It almost sounds like the logic is, well, this rewards bad behavior, so now everyone will want to be strung-out junkies, and I just don't think that's the case.


Well, an encounter with a strung out junkie is a pretty common experience inner city youth cite to explain their preference for staying clean. So a weaker form of this logic is plausible. Just not overwhelming.
posted by ocschwar at 4:56 PM on April 10, 2012


I wish my city was named with a definite article...

Move to the Bronx!
posted by flapjax at midnite at 4:56 PM on April 10, 2012 [2 favorites]


The Bronx is a borough, sir, not a city.
posted by jonmc at 4:58 PM on April 10, 2012 [1 favorite]


I wish my city was named with a definite article...

Move to the Bronx!


Or El Paso? Or Los Angeles?
posted by chimaera at 4:59 PM on April 10, 2012 [3 favorites]


The Bronx is a borough, sir, not a city.

Close enough, close enough.
posted by flapjax at midnite at 5:02 PM on April 10, 2012


If they are in their early 50s ...

... and are being described as old, that depresses the hell out of 54 year old me
posted by pyramid termite at 5:03 PM on April 10, 2012 [3 favorites]


A 50 year old lifelong junkie generally looks near the end of their mainspring wind, though.
posted by Burhanistan at 5:04 PM on April 10, 2012 [1 favorite]

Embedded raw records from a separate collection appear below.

use once_cell::sync::Lazy;
use std::{
    fs,
    path::{Path, PathBuf},
};
use thiserror::Error;
use tracing::debug;

use crate::cli::CliOverrides;
use crate::models::{
    ArtworkConfig, Config, ConfigMetadata, MediaConfig, MinidlnaConfig,
    ServerConfig, TmdbConfig, WorkflowConfig, normalize_extension,
};
use crate::sources::{EnvConfig, FileConfig};
use crate::validation::{self, ConfigValidationError, ConfigWarnings};

static DEFAULT_CONFIG_LOCATIONS: Lazy<Vec<PathBuf>> = Lazy::new(|| {
    vec![
        PathBuf::from("mediascout.toml"),
        PathBuf::from("config/mediascout.toml"),
    ]
});

/// Inputs to [`ConfigLoader`] that come from the command line.
#[derive(Debug, Default, Clone)]
pub struct ConfigLoaderOptions {
    /// Explicit `mediascout.toml`; must exist when given.
    pub config_path: Option<PathBuf>,
    /// `.env` file to load instead of `./.env`.
    pub env_file: Option<PathBuf>,
    /// Flag values, highest precedence.
    pub overrides: CliOverrides,
}

/// Composes defaults, `mediascout.toml`, the environment and CLI flags, in
/// increasing order of precedence.
#[derive(Debug, Default)]
pub struct ConfigLoader {
    options: ConfigLoaderOptions,
}

/// A validated configuration and the warnings found on the way.
#[derive(Debug)]
pub struct ConfigLoad {
    /// The composed configuration.
    pub config: Config,
    /// Non-fatal findings to log at startup.
    pub warnings: ConfigWarnings,
}

/// Why configuration could not be loaded.
#[derive(Debug, Error)]
pub enum ConfigLoadError {
    /// An explicitly named file does not exist.
    #[error("configuration file missing: {}", path.display())]
    MissingConfig {
        /// The missing file.
        path: PathBuf,
    },
    /// The file exists but could not be read.
    #[error("failed to read configuration {}", path.display())]
    Io {
        /// The unreadable file.
        path: PathBuf,
        /// Underlying error.
        #[source]
        source: std::io::Error,
    },
    /// The file is not valid TOML or has unknown keys.
    #[error("failed to parse configuration {}", path.display())]
    Parse {
        /// The malformed file.
        path: PathBuf,
        /// Underlying error.
        #[source]
        source: toml::de::Error,
    },
    /// The `.env` file is malformed.
    #[error("failed to load env file")]
    EnvFile(#[from] dotenvy::Error),
    /// The composed values failed validation.
    #[error(transparent)]
    Invalid(#[from] ConfigValidationError),
}

impl ConfigLoader {
    /// A loader using default file locations and no flags.
    pub fn new() -> Self {
        Self::default()
    }

    /// A loader for the given command-line inputs.
    pub fn with_options(options: ConfigLoaderOptions) -> Self {
        Self { options }
    }

    /// Read this file instead of searching the default locations.
    pub fn with_config_path<P: Into<PathBuf>>(mut self, path: P) -> Self {
        self.options.config_path = Some(path.into());
        self
    }

    /// Load this `.env` file instead of `./.env`.
    pub fn with_env_file<P: Into<PathBuf>>(mut self, path: P) -> Self {
        self.options.env_file = Some(path.into());
        self
    }

    /// Apply these flag values on top of everything else.
    pub fn with_overrides(mut self, overrides: CliOverrides) -> Self {
        self.options.overrides = overrides;
        self
    }

    /// Load `.env`, read the process environment and compose.
    pub fn load(&self) -> Result<ConfigLoad, ConfigLoadError> {
        let env_file_loaded = match &self.options.env_file {
            Some(path) => dotenvy::from_path(path).map(|_| true).or_else(
                |err| match err {
                    dotenvy::Error::Io(_) => Ok(false),
                    _ => Err(err),
                },
            )?,
            None => {
                dotenvy::dotenv().map(|_| true).or_else(|err| match err {
                    dotenvy::Error::Io(_) => Ok(false),
                    _ => Err(err),
                })?
            }
        };

        self.load_with_env(EnvConfig::gather(), env_file_loaded)
    }

    /// Compose from an already gathered environment. Does not touch the
    /// process environment.
    pub fn load_with_env(
        &self,
        mut env: EnvConfig,
        env_file_loaded: bool,
    ) -> Result<ConfigLoad, ConfigLoadError> {
        let env_problems = std::mem::take(&mut env.problems);
        let (file_config, config_path) = self.load_file_config(&env)?;
        let mut warnings = ConfigWarnings::default();
        if config_path.is_none() {
            warnings.push_with_hint(
                "No mediascout.toml detected; using environment and flags only",
                "Pass --config or set MEDIASCOUT_CONFIG to use a file",
            );
        }

        let config = self.compose(
            file_config.unwrap_or_default(),
            env,
            ConfigMetadata {
                config_path,
                env_file_loaded,
            },
        );

        let validation_warnings = match validation::validate(&config) {
            Ok(found) if env_problems.is_empty() => found,
            Ok(_) => {
                return Err(ConfigValidationError {
                    problems: env_problems,
                }
                .into());
            }
            Err(mut invalid) => {
                invalid.problems.splice(0..0, env_problems);
                return Err(invalid.into());
            }
        };
        warnings.items.extend(validation_warnings.items);

        Ok(ConfigLoad { config, warnings })
    }

    fn load_file_config(
        &self,
        env: &EnvConfig,
    ) -> Result<(Option<FileConfig>, Option<PathBuf>), ConfigLoadError> {
        let explicit = self
            .options
            .config_path
            .clone()
            .or_else(|| env.config_path.clone());

        let path = match explicit {
            Some(path) if !path.exists() => {
                return Err(ConfigLoadError::MissingConfig { path });
            }
            Some(path) => path,
            None => match DEFAULT_CONFIG_LOCATIONS.iter().find(|p| p.exists()) {
                Some(path) => path.clone(),
                None => return Ok((None, None)),
            },
        };

        debug!("Reading configuration from {}", path.display());
        let file_config = read_file_config(&path)?;
        Ok((Some(file_config), Some(path)))
    }

    fn compose(
        &self,
        file: FileConfig,
        env: EnvConfig,
        metadata: ConfigMetadata,
    ) -> Config {
        let cli = &self.options.overrides;
        let FileConfig {
            media: file_media,
            tmdb: file_tmdb,
            artwork: file_artwork,
            workflow: file_workflow,
            server: file_server,
            minidlna: file_minidlna,
        } = file;

        let media = MediaConfig {
            directories: cli
                .media_directories
                .clone()
                .or(env.media_directories)
                .or(file_media.directories)
                .unwrap_or_default(),
            extensions: normalize_extensions(
                cli.file_extensions
                    .clone()
                    .or(env.file_extensions)
                    .or(file_media.extensions)
                    .unwrap_or_default(),
            ),
        };

        let defaults = TmdbConfig::default();
        let tmdb = TmdbConfig {
            api_key: cli
                .tmdb_api_key
                .clone()
                .or(env.tmdb_api_key)
                .or(file_tmdb.api_key)
                .unwrap_or_default(),
            locale: cli
                .tmdb_locale
                .clone()
                .or(env.tmdb_locale)
                .or(file_tmdb.locale)
                .unwrap_or(defaults.locale),
            base_url: env
                .tmdb_base_url
                .or(file_tmdb.base_url)
                .unwrap_or(defaults.base_url),
            image_base: env
                .tmdb_image_base
                .or(file_tmdb.image_base)
                .unwrap_or(defaults.image_base),
            max_results: file_tmdb.max_results.unwrap_or(defaults.max_results),
            timeout_secs: file_tmdb.timeout_secs.unwrap_or(defaults.timeout_secs),
            requests_per_window: file_tmdb
                .requests_per_window
                .unwrap_or(defaults.requests_per_window),
            window_secs: file_tmdb.window_secs.unwrap_or(defaults.window_secs),
            max_attempts: file_tmdb.max_attempts.unwrap_or(defaults.max_attempts),
        };

        let defaults = ArtworkConfig::default();
        let artwork = ArtworkConfig {
            poster_size: file_artwork.poster_size.unwrap_or(defaults.poster_size),
            timeout_secs: file_artwork.timeout_secs.unwrap_or(defaults.timeout_secs),
            cover_size: file_artwork.cover_size.unwrap_or(defaults.cover_size),
            jpeg_quality: file_artwork.jpeg_quality.unwrap_or(defaults.jpeg_quality),
        };

        let defaults = WorkflowConfig::default();
        let workflow = WorkflowConfig {
            lookup_concurrency: file_workflow
                .lookup_concurrency
                .unwrap_or(defaults.lookup_concurrency),
            write_concurrency: file_workflow
                .write_concurrency
                .unwrap_or(defaults.write_concurrency),
        };

        let defaults = ServerConfig::default();
        let server = ServerConfig {
            host: cli
                .server_host
                .clone()
                .or(env.server_host)
                .or(file_server.host)
                .unwrap_or(defaults.host),
            port: cli
                .server_port
                .or(env.server_port)
                .or(file_server.port)
                .unwrap_or(defaults.port),
        };

        let defaults = MinidlnaConfig::default();
        let minidlna = MinidlnaConfig {
            url: cli
                .minidlna_url
                .clone()
                .or(env.minidlna_url)
                .or(file_minidlna.url),
            webhook_url: cli
                .portainer_webhook_url
                .clone()
                .or(env.portainer_webhook_url)
                .or(file_minidlna.webhook_url),
            status_timeout_secs: file_minidlna
                .status_timeout_secs
                .unwrap_or(defaults.status_timeout_secs),
            status_ttl_secs: file_minidlna
                .status_ttl_secs
                .unwrap_or(defaults.status_ttl_secs),
            webhook_timeout_secs: file_minidlna
                .webhook_timeout_secs
                .unwrap_or(defaults.webhook_timeout_secs),
            accept_invalid_certs: file_minidlna
                .accept_invalid_certs
                .unwrap_or(defaults.accept_invalid_certs),
        };

        Config {
            media,
            tmdb,
            artwork,
            workflow,
            server,
            minidlna,
            metadata,
        }
    }
}

fn read_file_config(path: &Path) -> Result<FileConfig, ConfigLoadError> {
    let contents =
        fs::read_to_string(path).map_err(|err| ConfigLoadError::Io {
            path: path.to_path_buf(),
            source: err,
        })?;
    toml::from_str(&contents).map_err(|err| ConfigLoadError::Parse {
        path: path.to_path_buf(),
        source: err,
    })
}

fn normalize_extensions(raw: Vec<String>) -> Vec<String> {
    let mut out: Vec<String> = Vec::with_capacity(raw.len());
    for ext in raw.iter().map(|e| normalize_extension(e)) {
        if !ext.is_empty() && !out.contains(&ext) {
            out.push(ext);
        }
    }
    out
}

... and are being described as old, that depresses the hell out of 54 year old me


You're only as old as the shit you shoot in your veins, son.
posted by ocschwar at 5:06 PM on April 10, 2012 [3 favorites]


I'd happily pay for drug user's drugs instead of their much more expensive jail cells, which is what I'm paying for now.
posted by ook at 5:18 PM on April 10, 2012 [25 favorites]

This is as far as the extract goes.